→ YOUR GOAL
The result should be every line that contains the word "capability", taken from the material.

→ EXTRACTED MATERIAL

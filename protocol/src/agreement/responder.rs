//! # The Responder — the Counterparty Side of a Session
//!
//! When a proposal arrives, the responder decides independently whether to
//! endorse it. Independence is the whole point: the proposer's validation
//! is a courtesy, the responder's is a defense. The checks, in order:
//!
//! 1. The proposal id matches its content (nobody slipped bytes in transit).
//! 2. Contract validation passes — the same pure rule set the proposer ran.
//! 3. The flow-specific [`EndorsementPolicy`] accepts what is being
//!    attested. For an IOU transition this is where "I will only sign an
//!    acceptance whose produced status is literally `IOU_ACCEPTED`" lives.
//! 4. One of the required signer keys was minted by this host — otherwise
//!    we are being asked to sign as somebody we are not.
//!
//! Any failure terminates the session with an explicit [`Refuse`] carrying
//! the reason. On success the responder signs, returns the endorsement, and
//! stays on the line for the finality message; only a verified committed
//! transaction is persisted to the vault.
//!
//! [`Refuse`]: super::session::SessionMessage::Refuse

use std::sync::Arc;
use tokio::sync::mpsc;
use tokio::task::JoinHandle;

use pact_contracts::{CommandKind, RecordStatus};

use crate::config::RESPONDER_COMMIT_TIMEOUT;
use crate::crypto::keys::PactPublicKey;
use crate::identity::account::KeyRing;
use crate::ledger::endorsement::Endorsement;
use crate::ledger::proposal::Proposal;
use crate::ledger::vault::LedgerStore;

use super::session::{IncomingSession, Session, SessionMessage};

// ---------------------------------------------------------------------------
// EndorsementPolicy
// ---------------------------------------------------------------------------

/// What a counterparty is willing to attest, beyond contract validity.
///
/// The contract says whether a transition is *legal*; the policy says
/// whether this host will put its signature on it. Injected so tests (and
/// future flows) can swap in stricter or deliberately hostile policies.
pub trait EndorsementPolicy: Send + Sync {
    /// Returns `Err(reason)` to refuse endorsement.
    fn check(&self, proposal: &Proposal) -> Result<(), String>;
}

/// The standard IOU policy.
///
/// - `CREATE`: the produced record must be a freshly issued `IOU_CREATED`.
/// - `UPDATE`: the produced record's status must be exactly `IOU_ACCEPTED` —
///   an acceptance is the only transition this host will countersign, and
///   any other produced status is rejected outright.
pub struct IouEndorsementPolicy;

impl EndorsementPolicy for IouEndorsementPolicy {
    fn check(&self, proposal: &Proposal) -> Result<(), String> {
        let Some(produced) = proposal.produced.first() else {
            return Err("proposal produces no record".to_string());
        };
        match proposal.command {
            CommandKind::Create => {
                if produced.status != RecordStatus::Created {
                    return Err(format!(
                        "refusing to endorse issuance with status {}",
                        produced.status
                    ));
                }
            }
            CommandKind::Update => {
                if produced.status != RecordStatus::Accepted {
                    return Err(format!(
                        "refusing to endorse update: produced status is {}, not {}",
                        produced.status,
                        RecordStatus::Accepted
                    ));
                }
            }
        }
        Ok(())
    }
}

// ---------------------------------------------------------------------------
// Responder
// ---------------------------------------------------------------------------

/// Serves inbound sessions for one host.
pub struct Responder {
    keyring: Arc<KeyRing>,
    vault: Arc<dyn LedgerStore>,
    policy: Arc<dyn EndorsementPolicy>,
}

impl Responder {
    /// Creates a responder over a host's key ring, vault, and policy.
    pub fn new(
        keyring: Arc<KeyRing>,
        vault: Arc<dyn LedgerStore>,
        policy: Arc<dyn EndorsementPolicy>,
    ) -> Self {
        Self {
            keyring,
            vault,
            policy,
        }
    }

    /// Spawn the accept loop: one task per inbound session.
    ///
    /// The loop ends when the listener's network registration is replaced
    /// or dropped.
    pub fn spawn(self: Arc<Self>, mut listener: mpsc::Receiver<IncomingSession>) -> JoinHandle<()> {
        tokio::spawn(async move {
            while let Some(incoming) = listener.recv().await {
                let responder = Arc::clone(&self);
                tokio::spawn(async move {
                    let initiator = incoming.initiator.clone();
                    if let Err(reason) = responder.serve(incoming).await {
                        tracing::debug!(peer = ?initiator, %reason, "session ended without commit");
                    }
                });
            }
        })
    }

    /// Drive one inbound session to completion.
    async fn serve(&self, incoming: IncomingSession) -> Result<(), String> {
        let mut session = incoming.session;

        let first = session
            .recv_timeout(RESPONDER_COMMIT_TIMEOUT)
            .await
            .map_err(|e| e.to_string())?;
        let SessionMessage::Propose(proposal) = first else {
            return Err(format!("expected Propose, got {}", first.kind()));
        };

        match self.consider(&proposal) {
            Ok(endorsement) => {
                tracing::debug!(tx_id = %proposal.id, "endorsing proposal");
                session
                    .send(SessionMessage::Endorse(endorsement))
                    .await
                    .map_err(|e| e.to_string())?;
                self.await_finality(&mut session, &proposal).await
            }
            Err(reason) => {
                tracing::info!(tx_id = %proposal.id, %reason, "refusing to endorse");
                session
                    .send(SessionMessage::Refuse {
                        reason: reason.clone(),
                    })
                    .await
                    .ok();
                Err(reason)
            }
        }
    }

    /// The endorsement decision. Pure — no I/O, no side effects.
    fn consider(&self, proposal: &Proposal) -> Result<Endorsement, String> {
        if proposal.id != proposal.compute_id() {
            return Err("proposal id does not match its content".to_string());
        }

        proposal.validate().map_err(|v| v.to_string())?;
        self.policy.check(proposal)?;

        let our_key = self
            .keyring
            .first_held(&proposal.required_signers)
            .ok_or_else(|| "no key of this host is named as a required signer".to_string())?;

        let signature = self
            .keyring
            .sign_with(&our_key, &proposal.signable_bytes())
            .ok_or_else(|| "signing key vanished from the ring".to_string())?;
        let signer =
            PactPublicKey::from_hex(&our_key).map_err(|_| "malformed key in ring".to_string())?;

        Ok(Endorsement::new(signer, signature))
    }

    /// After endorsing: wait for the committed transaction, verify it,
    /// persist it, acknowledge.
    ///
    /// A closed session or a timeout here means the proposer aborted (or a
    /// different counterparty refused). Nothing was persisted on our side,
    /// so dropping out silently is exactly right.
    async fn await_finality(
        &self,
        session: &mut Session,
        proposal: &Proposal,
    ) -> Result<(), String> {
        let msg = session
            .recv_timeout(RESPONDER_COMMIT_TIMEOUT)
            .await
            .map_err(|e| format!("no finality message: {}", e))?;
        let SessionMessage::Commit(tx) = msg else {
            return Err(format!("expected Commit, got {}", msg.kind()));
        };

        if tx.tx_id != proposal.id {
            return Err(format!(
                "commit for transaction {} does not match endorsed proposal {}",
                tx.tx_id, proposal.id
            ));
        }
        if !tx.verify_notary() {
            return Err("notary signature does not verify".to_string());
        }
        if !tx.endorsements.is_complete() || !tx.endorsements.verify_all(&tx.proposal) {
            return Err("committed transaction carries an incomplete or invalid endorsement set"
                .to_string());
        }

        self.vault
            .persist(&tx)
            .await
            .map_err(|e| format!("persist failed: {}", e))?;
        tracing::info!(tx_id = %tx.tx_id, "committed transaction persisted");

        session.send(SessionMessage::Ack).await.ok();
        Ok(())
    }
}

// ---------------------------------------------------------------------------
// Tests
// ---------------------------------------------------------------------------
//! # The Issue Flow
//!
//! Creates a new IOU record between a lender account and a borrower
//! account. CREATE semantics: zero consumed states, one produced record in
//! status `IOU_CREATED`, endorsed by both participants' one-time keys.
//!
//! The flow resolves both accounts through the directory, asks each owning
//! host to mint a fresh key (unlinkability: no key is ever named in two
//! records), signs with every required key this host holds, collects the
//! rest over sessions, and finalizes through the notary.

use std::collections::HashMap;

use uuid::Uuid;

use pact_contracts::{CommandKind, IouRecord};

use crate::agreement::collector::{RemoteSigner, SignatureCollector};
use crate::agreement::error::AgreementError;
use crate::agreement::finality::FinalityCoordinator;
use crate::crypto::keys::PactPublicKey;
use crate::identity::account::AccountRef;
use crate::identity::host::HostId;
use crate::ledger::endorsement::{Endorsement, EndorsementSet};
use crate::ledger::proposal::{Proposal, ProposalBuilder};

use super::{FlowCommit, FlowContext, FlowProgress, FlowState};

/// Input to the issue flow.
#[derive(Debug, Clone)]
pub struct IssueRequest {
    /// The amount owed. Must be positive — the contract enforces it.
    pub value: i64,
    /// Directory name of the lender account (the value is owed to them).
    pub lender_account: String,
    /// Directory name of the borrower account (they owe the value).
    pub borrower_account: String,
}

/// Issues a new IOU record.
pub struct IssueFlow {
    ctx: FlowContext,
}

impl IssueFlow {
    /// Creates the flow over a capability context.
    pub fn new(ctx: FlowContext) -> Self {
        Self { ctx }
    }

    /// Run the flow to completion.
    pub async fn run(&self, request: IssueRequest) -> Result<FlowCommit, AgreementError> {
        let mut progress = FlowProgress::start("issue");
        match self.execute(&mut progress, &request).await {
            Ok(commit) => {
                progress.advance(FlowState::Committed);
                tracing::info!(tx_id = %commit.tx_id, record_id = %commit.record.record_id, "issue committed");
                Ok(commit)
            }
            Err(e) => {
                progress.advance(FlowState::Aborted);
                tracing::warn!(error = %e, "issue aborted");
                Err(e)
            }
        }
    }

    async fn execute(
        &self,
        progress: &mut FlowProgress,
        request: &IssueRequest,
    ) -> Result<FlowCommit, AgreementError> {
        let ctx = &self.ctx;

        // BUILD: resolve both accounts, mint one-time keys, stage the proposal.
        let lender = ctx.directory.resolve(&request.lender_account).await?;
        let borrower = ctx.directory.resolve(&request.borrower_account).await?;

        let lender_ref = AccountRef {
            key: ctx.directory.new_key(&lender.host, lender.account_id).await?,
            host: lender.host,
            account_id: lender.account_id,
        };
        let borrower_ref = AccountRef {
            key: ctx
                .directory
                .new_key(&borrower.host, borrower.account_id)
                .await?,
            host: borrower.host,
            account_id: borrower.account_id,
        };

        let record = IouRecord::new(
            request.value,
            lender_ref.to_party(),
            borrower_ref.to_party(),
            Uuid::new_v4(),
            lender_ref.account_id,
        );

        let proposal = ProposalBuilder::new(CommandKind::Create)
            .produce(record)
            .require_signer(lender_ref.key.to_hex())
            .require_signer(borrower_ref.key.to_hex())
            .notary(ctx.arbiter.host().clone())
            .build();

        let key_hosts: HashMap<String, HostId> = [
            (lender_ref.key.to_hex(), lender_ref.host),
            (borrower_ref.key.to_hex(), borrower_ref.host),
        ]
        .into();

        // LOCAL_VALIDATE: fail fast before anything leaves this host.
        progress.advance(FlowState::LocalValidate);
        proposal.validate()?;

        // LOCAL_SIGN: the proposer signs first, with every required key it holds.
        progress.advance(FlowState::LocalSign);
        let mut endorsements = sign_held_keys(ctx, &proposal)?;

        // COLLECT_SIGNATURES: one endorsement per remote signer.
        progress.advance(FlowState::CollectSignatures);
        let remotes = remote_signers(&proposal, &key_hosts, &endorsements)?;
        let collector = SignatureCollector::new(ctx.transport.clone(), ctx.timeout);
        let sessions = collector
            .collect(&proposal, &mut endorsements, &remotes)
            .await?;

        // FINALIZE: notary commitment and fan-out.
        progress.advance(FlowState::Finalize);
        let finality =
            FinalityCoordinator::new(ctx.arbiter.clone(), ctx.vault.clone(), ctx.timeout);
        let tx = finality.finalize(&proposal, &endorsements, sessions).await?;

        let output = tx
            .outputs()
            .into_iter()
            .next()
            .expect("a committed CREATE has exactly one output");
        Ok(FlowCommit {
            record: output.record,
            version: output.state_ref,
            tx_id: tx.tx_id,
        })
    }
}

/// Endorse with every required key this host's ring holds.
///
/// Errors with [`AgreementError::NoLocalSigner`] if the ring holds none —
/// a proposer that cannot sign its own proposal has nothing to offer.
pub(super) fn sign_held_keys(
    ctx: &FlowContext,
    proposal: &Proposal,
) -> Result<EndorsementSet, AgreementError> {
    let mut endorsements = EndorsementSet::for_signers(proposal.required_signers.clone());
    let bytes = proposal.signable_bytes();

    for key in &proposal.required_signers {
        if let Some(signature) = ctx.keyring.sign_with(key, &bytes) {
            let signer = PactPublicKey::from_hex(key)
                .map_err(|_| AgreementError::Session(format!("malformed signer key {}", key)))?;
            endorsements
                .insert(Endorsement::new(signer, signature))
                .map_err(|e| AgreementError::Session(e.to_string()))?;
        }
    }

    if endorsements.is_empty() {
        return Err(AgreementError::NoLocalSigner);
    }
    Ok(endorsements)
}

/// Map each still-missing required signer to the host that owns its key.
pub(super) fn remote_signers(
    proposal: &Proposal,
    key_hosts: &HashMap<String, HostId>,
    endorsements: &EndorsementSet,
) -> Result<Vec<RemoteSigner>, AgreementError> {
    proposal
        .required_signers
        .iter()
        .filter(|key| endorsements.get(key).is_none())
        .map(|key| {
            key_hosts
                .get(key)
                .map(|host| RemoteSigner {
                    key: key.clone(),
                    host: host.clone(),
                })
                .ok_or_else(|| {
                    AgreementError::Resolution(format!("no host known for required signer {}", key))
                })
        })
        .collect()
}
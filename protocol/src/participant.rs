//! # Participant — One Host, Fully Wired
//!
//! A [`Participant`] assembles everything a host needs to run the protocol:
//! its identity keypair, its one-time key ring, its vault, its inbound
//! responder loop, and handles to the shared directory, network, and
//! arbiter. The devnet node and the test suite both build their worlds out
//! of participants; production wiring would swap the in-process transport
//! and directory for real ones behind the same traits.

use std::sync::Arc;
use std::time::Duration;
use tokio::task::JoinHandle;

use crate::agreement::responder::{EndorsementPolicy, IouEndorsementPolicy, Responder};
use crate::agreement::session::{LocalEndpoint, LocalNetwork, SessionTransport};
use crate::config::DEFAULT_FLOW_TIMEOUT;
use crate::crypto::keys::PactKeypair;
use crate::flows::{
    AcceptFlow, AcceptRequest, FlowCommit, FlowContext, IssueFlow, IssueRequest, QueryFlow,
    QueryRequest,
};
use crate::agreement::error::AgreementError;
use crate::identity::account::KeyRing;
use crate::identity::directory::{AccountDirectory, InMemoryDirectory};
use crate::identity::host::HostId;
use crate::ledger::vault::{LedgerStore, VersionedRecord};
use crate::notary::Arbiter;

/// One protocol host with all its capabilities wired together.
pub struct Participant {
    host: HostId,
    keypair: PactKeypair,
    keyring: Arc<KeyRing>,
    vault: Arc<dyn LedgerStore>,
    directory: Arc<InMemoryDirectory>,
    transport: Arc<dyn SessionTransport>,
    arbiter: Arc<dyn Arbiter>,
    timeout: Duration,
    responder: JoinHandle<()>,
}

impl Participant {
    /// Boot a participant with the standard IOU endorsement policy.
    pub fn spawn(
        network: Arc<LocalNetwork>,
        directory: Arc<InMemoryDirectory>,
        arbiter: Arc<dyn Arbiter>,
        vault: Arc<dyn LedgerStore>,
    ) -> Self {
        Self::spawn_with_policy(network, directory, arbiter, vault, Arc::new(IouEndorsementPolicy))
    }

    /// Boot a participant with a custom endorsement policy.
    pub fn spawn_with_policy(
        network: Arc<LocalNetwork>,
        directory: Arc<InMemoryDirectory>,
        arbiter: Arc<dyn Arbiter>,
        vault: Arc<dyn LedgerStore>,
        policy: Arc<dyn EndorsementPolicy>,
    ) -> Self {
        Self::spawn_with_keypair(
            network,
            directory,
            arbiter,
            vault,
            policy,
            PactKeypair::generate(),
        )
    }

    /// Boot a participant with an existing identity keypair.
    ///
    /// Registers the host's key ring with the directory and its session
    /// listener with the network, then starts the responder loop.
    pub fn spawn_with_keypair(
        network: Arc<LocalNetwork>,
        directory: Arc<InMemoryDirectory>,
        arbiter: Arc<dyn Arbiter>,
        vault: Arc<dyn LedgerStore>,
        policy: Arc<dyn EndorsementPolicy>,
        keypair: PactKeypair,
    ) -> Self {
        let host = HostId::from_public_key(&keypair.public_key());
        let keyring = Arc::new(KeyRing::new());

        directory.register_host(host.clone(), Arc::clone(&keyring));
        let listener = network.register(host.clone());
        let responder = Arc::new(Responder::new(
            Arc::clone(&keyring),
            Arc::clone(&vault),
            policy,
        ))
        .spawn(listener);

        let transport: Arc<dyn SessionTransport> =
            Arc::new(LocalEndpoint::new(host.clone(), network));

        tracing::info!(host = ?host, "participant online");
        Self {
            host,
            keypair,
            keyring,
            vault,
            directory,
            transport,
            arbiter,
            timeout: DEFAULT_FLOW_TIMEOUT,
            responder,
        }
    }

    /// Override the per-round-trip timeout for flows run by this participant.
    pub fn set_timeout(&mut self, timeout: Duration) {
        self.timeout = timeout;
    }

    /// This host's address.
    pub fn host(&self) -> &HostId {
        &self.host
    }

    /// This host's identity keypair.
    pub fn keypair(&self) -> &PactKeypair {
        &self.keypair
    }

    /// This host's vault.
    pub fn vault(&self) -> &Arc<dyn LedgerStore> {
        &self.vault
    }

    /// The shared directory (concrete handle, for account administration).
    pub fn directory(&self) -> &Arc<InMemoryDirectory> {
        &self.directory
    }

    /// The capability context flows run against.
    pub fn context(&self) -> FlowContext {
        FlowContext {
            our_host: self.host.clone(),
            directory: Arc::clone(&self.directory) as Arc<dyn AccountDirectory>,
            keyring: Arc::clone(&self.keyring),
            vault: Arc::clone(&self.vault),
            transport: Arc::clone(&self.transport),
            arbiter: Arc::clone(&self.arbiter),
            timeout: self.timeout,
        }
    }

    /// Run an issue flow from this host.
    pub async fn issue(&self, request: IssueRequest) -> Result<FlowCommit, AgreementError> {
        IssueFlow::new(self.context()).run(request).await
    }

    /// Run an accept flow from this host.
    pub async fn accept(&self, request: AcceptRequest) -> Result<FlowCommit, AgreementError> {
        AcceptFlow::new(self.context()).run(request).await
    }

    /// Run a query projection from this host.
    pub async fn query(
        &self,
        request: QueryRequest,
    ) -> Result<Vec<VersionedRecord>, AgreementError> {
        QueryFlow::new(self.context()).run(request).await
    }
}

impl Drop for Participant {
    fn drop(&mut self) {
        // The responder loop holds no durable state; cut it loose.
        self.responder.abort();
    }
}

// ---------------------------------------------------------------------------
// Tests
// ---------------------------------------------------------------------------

→ ANSWER SPACE
    /// Creates the flow over a capability context.
    /// The capability context flows run against.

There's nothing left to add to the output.